## Exercise prompt
Report, as a single figure, how many lines in the records below include "Debug".

## Data for processing
BEGIN

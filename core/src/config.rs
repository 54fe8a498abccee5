//! Front-end configuration.
//!
//! Decoding has no knobs; these options only shape how the command-line
//! front-end reads input and prints results. Every field has a default, so a
//! TOML file only needs the keys it changes.
//!
//! # Example
//!
//! ```rust
//! use oldphonepad_core::{Config, TraceFormat};
//!
//! let config = Config::from_toml_str("quote_output = true\ntrace_format = \"json\"").unwrap();
//! assert!(config.quote_output);
//! assert_eq!(config.trace_format, TraceFormat::Json);
//! assert_eq!(config.prompt, "> ");
//! ```

use std::path::Path;

use serde::{Deserialize, Serialize};

use crate::error::ConfigError;

/// How `trace` output is rendered.
#[derive(Debug, Clone, Copy, PartialEq, Eq, Default, Deserialize, Serialize)]
#[serde(rename_all = "lowercase")]
pub enum TraceFormat {
    /// One line per step
    #[default]
    Text,
    /// The whole trace as a JSON document
    Json,
}

#[derive(Debug, Clone, PartialEq, Eq, Deserialize, Serialize)]
#[serde(default)]
pub struct Config {
    /// Prompt printed before each REPL line
    pub prompt: String,
    /// Print the raw input before its decoded text in the REPL
    pub echo_input: bool,
    /// Wrap decoded text in double quotes so spaces are visible
    pub quote_output: bool,
    /// Rendering used by the `trace` command
    pub trace_format: TraceFormat,
}

impl Default for Config {
    fn default() -> Self {
        Self {
            prompt: "> ".to_string(),
            echo_input: false,
            quote_output: false,
            trace_format: TraceFormat::Text,
        }
    }
}

impl Config {
    /// Load configuration from a TOML file.
    pub fn load_toml<P: AsRef<Path>>(path: P) -> Result<Self, ConfigError> {
        let path = path.as_ref();
        let content = std::fs::read_to_string(path).map_err(|source| ConfigError::Read {
            path: path.to_path_buf(),
            source,
        })?;
        toml::from_str(&content).map_err(|source| ConfigError::Parse {
            path: path.to_path_buf(),
            source,
        })
    }

    /// Save configuration to a TOML file.
    pub fn save_toml<P: AsRef<Path>>(&self, path: P) -> Result<(), ConfigError> {
        let path = path.as_ref();
        let content = self.to_toml_string()?;
        std::fs::write(path, content).map_err(|source| ConfigError::Write {
            path: path.to_path_buf(),
            source,
        })
    }

    /// Load configuration from TOML string.
    pub fn from_toml_str(content: &str) -> Result<Self, toml::de::Error> {
        toml::from_str(content)
    }

    /// Serialize configuration to TOML string.
    pub fn to_toml_string(&self) -> Result<String, toml::ser::Error> {
        toml::to_string_pretty(self)
    }
}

END

## Task output
2